UTF-8 Everywhere

A new manifesto:


I agree with most of it. I’ve been through this madness many times in the past, working with text strings in many different locales. UTF-8 is fine. And the arguments about UTF-8 taking more space are madness for two reasons:

  • Text is small.
  • If you need to make it even smaller, you compress it.

Text is small. According to Google, 129 million books had been published as of 2010. The average number of words in a book is 64,000 words, or something under 400,000 characters. So let’s assume that the worst-case happens and UTF-8 encoding gives us 4 bytes per character. That’s 1.6 million bytes per book, or 200 TB for everything published in modern times (past 400 years).
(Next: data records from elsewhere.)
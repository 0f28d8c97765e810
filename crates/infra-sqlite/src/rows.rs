// Row types and shared loaders for catalog and enrollment tables

use crate::error::map_sqlx_error;
use enrollment_core::domain::{
    parse_prerequisites, ConfirmedEnrollment, CourseId, CourseOffering, Enrollment, TimeSlot,
};
use enrollment_core::error::{AppError, Result};
use sqlx::SqliteConnection;

#[derive(Debug, sqlx::FromRow)]
pub(crate) struct CourseRow {
    id: i64,
    code: String,
    title: String,
    term: String,
    credits: i32,
    max_capacity: i32,
    current_enrollment: i32,
    version: i64,
    status: String,
    prerequisites: String,
}

impl CourseRow {
    fn into_course(self, time_slots: Vec<TimeSlot>) -> Result<CourseOffering> {
        Ok(CourseOffering {
            id: self.id,
            code: self.code,
            title: self.title,
            term: self.term,
            credits: self.credits,
            max_capacity: self.max_capacity,
            current_enrollment: self.current_enrollment,
            version: self.version,
            status: self.status.parse()?,
            prerequisites: parse_prerequisites(&self.prerequisites),
            time_slots,
        })
    }
}

#[derive(Debug, sqlx::FromRow)]
struct TimeSlotRow {
    day_of_week: String,
    start_time: String,
    end_time: String,
}

#[derive(Debug, sqlx::FromRow)]
pub(crate) struct EnrollmentRow {
    id: i64,
    student_id: i64,
    course_id: i64,
    status: String,
    waitlist_position: Option<i32>,
    grade: Option<String>,
    rejection_reason: Option<String>,
    job_id: Option<String>,
    created_at: i64,
    updated_at: i64,
    dropped_at: Option<i64>,
}

impl EnrollmentRow {
    pub(crate) fn into_enrollment(self) -> Result<Enrollment> {
        Ok(Enrollment {
            id: self.id,
            student_id: self.student_id,
            course_id: self.course_id,
            status: self.status.parse()?,
            waitlist_position: self.waitlist_position,
            grade: self.grade,
            rejection_reason: self.rejection_reason,
            job_id: self.job_id,
            created_at: self.created_at,
            updated_at: self.updated_at,
            dropped_at: self.dropped_at,
        })
    }
}

#[derive(Debug, sqlx::FromRow)]
struct ConfirmedRow {
    enrollment_id: i64,
    course_id: i64,
    course_code: String,
    term: String,
    credits: i32,
    grade: Option<String>,
}

pub(crate) fn into_enrollments(rows: Vec<EnrollmentRow>) -> Result<Vec<Enrollment>> {
    rows.into_iter().map(EnrollmentRow::into_enrollment).collect()
}

pub(crate) async fn load_time_slots(
    conn: &mut SqliteConnection,
    course_id: CourseId,
) -> Result<Vec<TimeSlot>> {
    let rows = sqlx::query_as::<_, TimeSlotRow>(
        "SELECT day_of_week, start_time, end_time FROM course_time_slots \
         WHERE course_id = ? ORDER BY id",
    )
    .bind(course_id)
    .fetch_all(&mut *conn)
    .await
    .map_err(map_sqlx_error)?;

    rows.into_iter()
        .map(|r| TimeSlot::parse(&r.day_of_week, &r.start_time, &r.end_time).map_err(AppError::from))
        .collect()
}

pub(crate) async fn load_course(
    conn: &mut SqliteConnection,
    course_id: CourseId,
) -> Result<Option<CourseOffering>> {
    let row = sqlx::query_as::<_, CourseRow>(
        "SELECT id, code, title, term, credits, max_capacity, current_enrollment, version, \
         status, prerequisites FROM courses WHERE id = ?",
    )
    .bind(course_id)
    .fetch_optional(&mut *conn)
    .await
    .map_err(map_sqlx_error)?;

    match row {
        Some(row) => {
            let slots = load_time_slots(conn, course_id).await?;
            Ok(Some(row.into_course(slots)?))
        }
        None => Ok(None),
    }
}

pub(crate) async fn load_confirmed(
    conn: &mut SqliteConnection,
    student_id: i64,
    term: Option<&str>,
) -> Result<Vec<ConfirmedEnrollment>> {
    let rows = sqlx::query_as::<_, ConfirmedRow>(
        r#"
        SELECT e.id AS enrollment_id, c.id AS course_id, c.code AS course_code,
               c.term AS term, c.credits AS credits, e.grade AS grade
        FROM enrollments e
        JOIN courses c ON c.id = e.course_id
        WHERE e.student_id = ?1 AND e.status = 'CONFIRMED'
          AND (?2 IS NULL OR c.term = ?2)
        ORDER BY e.id
        "#,
    )
    .bind(student_id)
    .bind(term)
    .fetch_all(&mut *conn)
    .await
    .map_err(map_sqlx_error)?;

    let mut history = Vec::with_capacity(rows.len());
    for row in rows {
        let time_slots = load_time_slots(conn, row.course_id).await?;
        history.push(ConfirmedEnrollment {
            enrollment_id: row.enrollment_id,
            course_id: row.course_id,
            course_code: row.course_code,
            term: row.term,
            credits: row.credits,
            grade: row.grade,
            time_slots,
        });
    }
    Ok(history)
}
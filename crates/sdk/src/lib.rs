//! Enrollment SDK - Rust Client Library
//!
//! Client for the Enrollment Engine daemon's JSON-RPC API.
//!
//! # Example
//!
//! ```no_run
//! use enrollment_sdk::{EnrollmentClient, SubmitRequest};
//! use std::time::Duration;
//!
//! #[tokio::main]
//! async fn main() -> Result<(), Box<dyn std::error::Error>> {
//!     let client = EnrollmentClient::connect("http://127.0.0.1:9630").await?;
//!
//!     let receipt = client.submit(SubmitRequest {
//!         student_id: 1,
//!         course_id: 10,
//!         correlation_id: None,
//!     }).await?;
//!
//!     let status = client
//!         .wait_for_terminal(&receipt.job_id, Duration::from_secs(60))
//!         .await?;
//!     println!("Job {} is {:?}", status.job_id, status.state);
//!
//!     Ok(())
//! }
//! ```

mod client;
mod error;
mod types;

pub use client::EnrollmentClient;
pub use error::{code, Result, SdkError};
pub use types::{
    CancelResponse, CleanResponse, DropResponse, EnrollmentOutcome, EnrollmentStatus, JobFailure,
    JobState, JobStatus, PromotedEnrollment, RetryResponse, StatsResponse, SubmitRequest,
    SubmitResponse, WaitlistEntry, WaitlistResponse,
};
Text compresses quite well. Unless you’re writing literal nonsense, text is going to compress incredibly well. English text can be compressed to under 2 bits per character, and the same very likely holds true for other languages. Even if it’s 4 bits per character our corpus of  “everything published in modern times” will fit in 25 TB.

So looking at the average book of 400,000 characters, that will fit in 200 KB. I have desktop icons that are bigger than 200 KB.

The advantages of UTF-8 are tremendous. It’s byte-strings through most of your plumbing, except for parts that have to construct or parse text. And at that point, you can use whatever internal representation makes you happy.

But outside of those handful of routines, use UTF-8.